Il est toujours douteux qu’un compromis soit durable. L’évolution se fera évidemment dans le sens de la liberté et continuera toujours lentement ; les novateurs gagnent toujours un peu de terrain pour la création d’un poème qui soit un chant, un chant aux cadences lyriques, neuves, personnelles, sans sauce, sans ronron, sans chevilles, où l’émotion parle toute pure ; mais cette marche sera lente, encore que tant de poètes cherchent avec ardeur la plus franche transcription d’eux-mêmes.

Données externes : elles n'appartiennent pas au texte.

//! Disk package cache tests

use crate::common::fixtures;
use crate::common::test_helpers::{create_test_cache, setup_test_env};
use fhir_restore::cache::CONTENT_DIR;
use fhir_restore::domain::PackageReference;
use serde_json::json;

fn sample_tgz(name: &str, version: &str) -> Vec<u8> {
    let manifest = fixtures::create_sample_manifest(name, version, &[]);
    let resource = fixtures::create_sample_structure_definition(
        "us-core-patient",
        "http://hl7.org/fhir/us/core/StructureDefinition/us-core-patient",
    );
    fixtures::build_package_tgz(
        &manifest,
        &[("StructureDefinition-us-core-patient.json", resource)],
    )
}

#[tokio::test]
async fn test_install_publishes_hash_named_entry() {
    let temp_dir = setup_test_env();
    let cache = create_test_cache(temp_dir.path()).await;

    let reference = PackageReference::new("test.pkg", "1.0.0");
    assert!(!cache.is_installed(&reference).await);

    cache
        .install(&reference, sample_tgz("test.pkg", "1.0.0"))
        .await
        .unwrap();

    assert!(cache.is_installed(&reference).await);
    let entry = temp_dir.path().join("cache").join("test.pkg#1.0.0");
    assert!(entry.join(CONTENT_DIR).join("package.json").exists());
}

#[tokio::test]
async fn test_install_is_idempotent() {
    let temp_dir = setup_test_env();
    let cache = create_test_cache(temp_dir.path()).await;
    let reference = PackageReference::new("test.pkg", "1.0.0");

    cache
        .install(&reference, sample_tgz("test.pkg", "1.0.0"))
        .await
        .unwrap();
    cache
        .install(&reference, sample_tgz("test.pkg", "1.0.0"))
        .await
        .unwrap();

    assert_eq!(cache.get_versions("test.pkg").await.unwrap(), vec!["1.0.0"]);
}

#[tokio::test]
async fn test_read_manifest_of_installed_package() {
    let temp_dir = setup_test_env();
    let cache = create_test_cache(temp_dir.path()).await;
    let reference = PackageReference::new("test.pkg", "1.0.0");

    assert!(cache.read_manifest(&reference).await.unwrap().is_none());

    cache
        .install(&reference, sample_tgz("test.pkg", "1.0.0"))
        .await
        .unwrap();

    let manifest = cache.read_manifest(&reference).await.unwrap().unwrap();
    assert_eq!(manifest.name, "test.pkg");
    assert_eq!(manifest.version, "1.0.0");
}

#[tokio::test]
async fn test_legacy_dash_named_entry_is_readable() {
    let temp_dir = setup_test_env();
    let cache = create_test_cache(temp_dir.path()).await;

    // Entry laid down by an older tool version
    let legacy = temp_dir
        .path()
        .join("cache")
        .join("old.pkg-2.0.0")
        .join(CONTENT_DIR);
    std::fs::create_dir_all(&legacy).unwrap();
    std::fs::write(
        legacy.join("package.json"),
        fixtures::create_sample_manifest("old.pkg", "2.0.0", &[]).to_string(),
    )
    .unwrap();

    let reference = PackageReference::new("old.pkg", "2.0.0");
    assert!(cache.is_installed(&reference).await);
    let manifest = cache.read_manifest(&reference).await.unwrap().unwrap();
    assert_eq!(manifest.version, "2.0.0");
}

#[tokio::test]
async fn test_listing_skips_staging_folders() {
    let temp_dir = setup_test_env();
    let cache = create_test_cache(temp_dir.path()).await;

    cache
        .install(
            &PackageReference::new("test.pkg", "1.0.0"),
            sample_tgz("test.pkg", "1.0.0"),
        )
        .await
        .unwrap();

    // Leftover from a crashed install must not surface as a package
    std::fs::create_dir_all(
        temp_dir
            .path()
            .join("cache")
            .join("test.pkg#2.0.0.staging-0000"),
    )
    .unwrap();

    let references = cache.get_package_references().await.unwrap();
    assert_eq!(references.len(), 1);
    assert_eq!(references[0].version.as_deref(), Some("1.0.0"));
}

#[tokio::test]
async fn test_get_versions_is_case_insensitive() {
    let temp_dir = setup_test_env();
    let cache = create_test_cache(temp_dir.path()).await;

    cache
        .install(
            &PackageReference::new("HL7.FHIR.R4.Core", "4.0.1"),
            sample_tgz("HL7.FHIR.R4.Core", "4.0.1"),
        )
        .await
        .unwrap();

    assert_eq!(
        cache.get_versions("hl7.fhir.r4.core").await.unwrap(),
        vec!["4.0.1"]
    );
}

#[tokio::test]
async fn test_get_file_content_reports_missing_files() {
    let temp_dir = setup_test_env();
    let cache = create_test_cache(temp_dir.path()).await;
    let reference = PackageReference::new("test.pkg", "1.0.0");

    cache
        .install(&reference, sample_tgz("test.pkg", "1.0.0"))
        .await
        .unwrap();

    let content = cache
        .get_file_content(&reference, "package.json")
        .await
        .unwrap();
    assert!(content.contains("test.pkg"));

    let error = cache
        .get_file_content(&reference, "no-such-file.json")
        .await
        .unwrap_err();
    assert!(error.to_string().contains("no-such-file.json"));
}

#[tokio::test]
async fn test_empty_archive_is_rejected_and_retry_succeeds() {
    let temp_dir = setup_test_env();
    let cache = create_test_cache(temp_dir.path()).await;
    let reference = PackageReference::new("test.pkg", "1.0.0");

    // Valid gzipped tar with zero entries
    let encoder = flate2::write::GzEncoder::new(Vec::new(), flate2::Compression::default());
    let builder = tar::Builder::new(encoder);
    let empty = builder.into_inner().unwrap().finish().unwrap();

    let error = cache.install(&reference, empty).await.unwrap_err();
    assert!(error.to_string().contains("no package content"));
    assert!(!cache.is_installed(&reference).await);

    // The failed attempt must not block a later good archive
    cache
        .install(&reference, sample_tgz("test.pkg", "1.0.0"))
        .await
        .unwrap();
    assert!(cache.is_installed(&reference).await);
}

#[tokio::test]
async fn test_install_replaces_bare_entry_remnant() {
    let temp_dir = setup_test_env();
    let cache = create_test_cache(temp_dir.path()).await;
    let reference = PackageReference::new("test.pkg", "1.0.0");

    // Entry folder without a content dir, as left by an interrupted publish
    std::fs::create_dir_all(temp_dir.path().join("cache").join("test.pkg#1.0.0")).unwrap();
    assert!(!cache.is_installed(&reference).await);

    cache
        .install(&reference, sample_tgz("test.pkg", "1.0.0"))
        .await
        .unwrap();
    assert!(cache.is_installed(&reference).await);
}

#[tokio::test]
async fn test_install_completes_over_crashed_staging_leftover() {
    let temp_dir = setup_test_env();
    let cache = create_test_cache(temp_dir.path()).await;
    let reference = PackageReference::new("test.pkg", "1.0.0");

    // Half-unpacked leftover of the same reference from a dead process
    let leftover = temp_dir
        .path()
        .join("cache")
        .join("test.pkg#1.0.0.staging-dead");
    std::fs::create_dir_all(leftover.join("package")).unwrap();
    std::fs::write(leftover.join("package").join("partial.json"), "{").unwrap();

    assert!(!cache.is_installed(&reference).await);

    cache
        .install(&reference, sample_tgz("test.pkg", "1.0.0"))
        .await
        .unwrap();
    assert!(cache.is_installed(&reference).await);
    let manifest = cache.read_manifest(&reference).await.unwrap().unwrap();
    assert_eq!(manifest.version, "1.0.0");

    let references = cache.get_package_references().await.unwrap();
    assert_eq!(references.len(), 1);
}

#[tokio::test]
async fn test_new_cache_sweeps_abandoned_staging_folders() {
    let temp_dir = setup_test_env();
    let leftover = temp_dir
        .path()
        .join("cache")
        .join("test.pkg#1.0.0.staging-dead");
    std::fs::create_dir_all(&leftover).unwrap();

    let _cache = create_test_cache(temp_dir.path()).await;
    assert!(!leftover.exists());
}

#[tokio::test]
async fn test_entries_outside_package_root_land_in_other() {
    let temp_dir = setup_test_env();
    let cache = create_test_cache(temp_dir.path()).await;
    let reference = PackageReference::new("test.pkg", "1.0.0");

    // Hand-build an archive with a stray top-level file
    let manifest = fixtures::create_sample_manifest("test.pkg", "1.0.0", &[]);
    let bytes = fixtures::build_package_tgz(&manifest, &[]);
    cache.install(&reference, bytes).await.unwrap();

    // A second archive shape: resource outside package/
    let reference2 = PackageReference::new("stray.pkg", "1.0.0");
    let encoder = flate2::write::GzEncoder::new(Vec::new(), flate2::Compression::default());
    let mut builder = tar::Builder::new(encoder);
    let manifest_bytes =
        fixtures::create_sample_manifest("stray.pkg", "1.0.0", &[]).to_string();
    let readme = json!({"resourceType": "Basic", "id": "readme"}).to_string();
    for (path, data) in [
        ("package/package.json", manifest_bytes.as_str()),
        ("docs/Basic-readme.json", readme.as_str()),
    ] {
        let mut header = tar::Header::new_gnu();
        header.set_size(data.len() as u64);
        header.set_mode(0o644);
        header.set_cksum();
        builder.append_data(&mut header, path, data.as_bytes()).unwrap();
    }
    let stray_bytes = builder.into_inner().unwrap().finish().unwrap();
    cache.install(&reference2, stray_bytes).await.unwrap();

    let diverted = temp_dir
        .path()
        .join("cache")
        .join("stray.pkg#1.0.0")
        .join(CONTENT_DIR)
        .join("other")
        .join("docs")
        .join("Basic-readme.json");
    assert!(diverted.exists());
}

La science, le métier, l’acquit, ne sont point en cette matière les facteurs les plus puissants. Poétiquement, la science n’existe guère ; elle n’apporte que des précédents et des recettes ; pour créer de nouveaux précédents et indiquer de nouvelles recettes, il faut avoir élagué, en partie, les anciens. C’est pourquoi des poètes comme Tristan Corbière doivent demeurer dans la mémoire des hommes, c’est pourquoi il faut les relire. Il est au moins aussi intéressant de savoir où en était la liberté à une époque que de connaître à quelles règles ceux qui ne voulaient pas de la liberté avaient l’habitude de se soumettre. Corbière fournit à cet effet un renseignement. On ne saurait non plus trop consulter ceux qui ont laissé parler la sensibilité toute pure, sans s’inquiéter de savoir ce que les Grecs, les Romains, les classiques et les romantiques avaient coutume d’en laisser percer. Corbière est un de ces artistes volontaires et ingénus, qui ont laissé parler leur âme ; et toujours la franchise d’une âme haute de poète est un enseignement ou une émotion rare pour les poètes qui en vont prendre connaissance. C’est ce qui assure à Corbière une survie que de moins en moins on lui disputera.

Il est une date de l’humour et de la sensibilité dans la poésie française.

Gustave KAHN.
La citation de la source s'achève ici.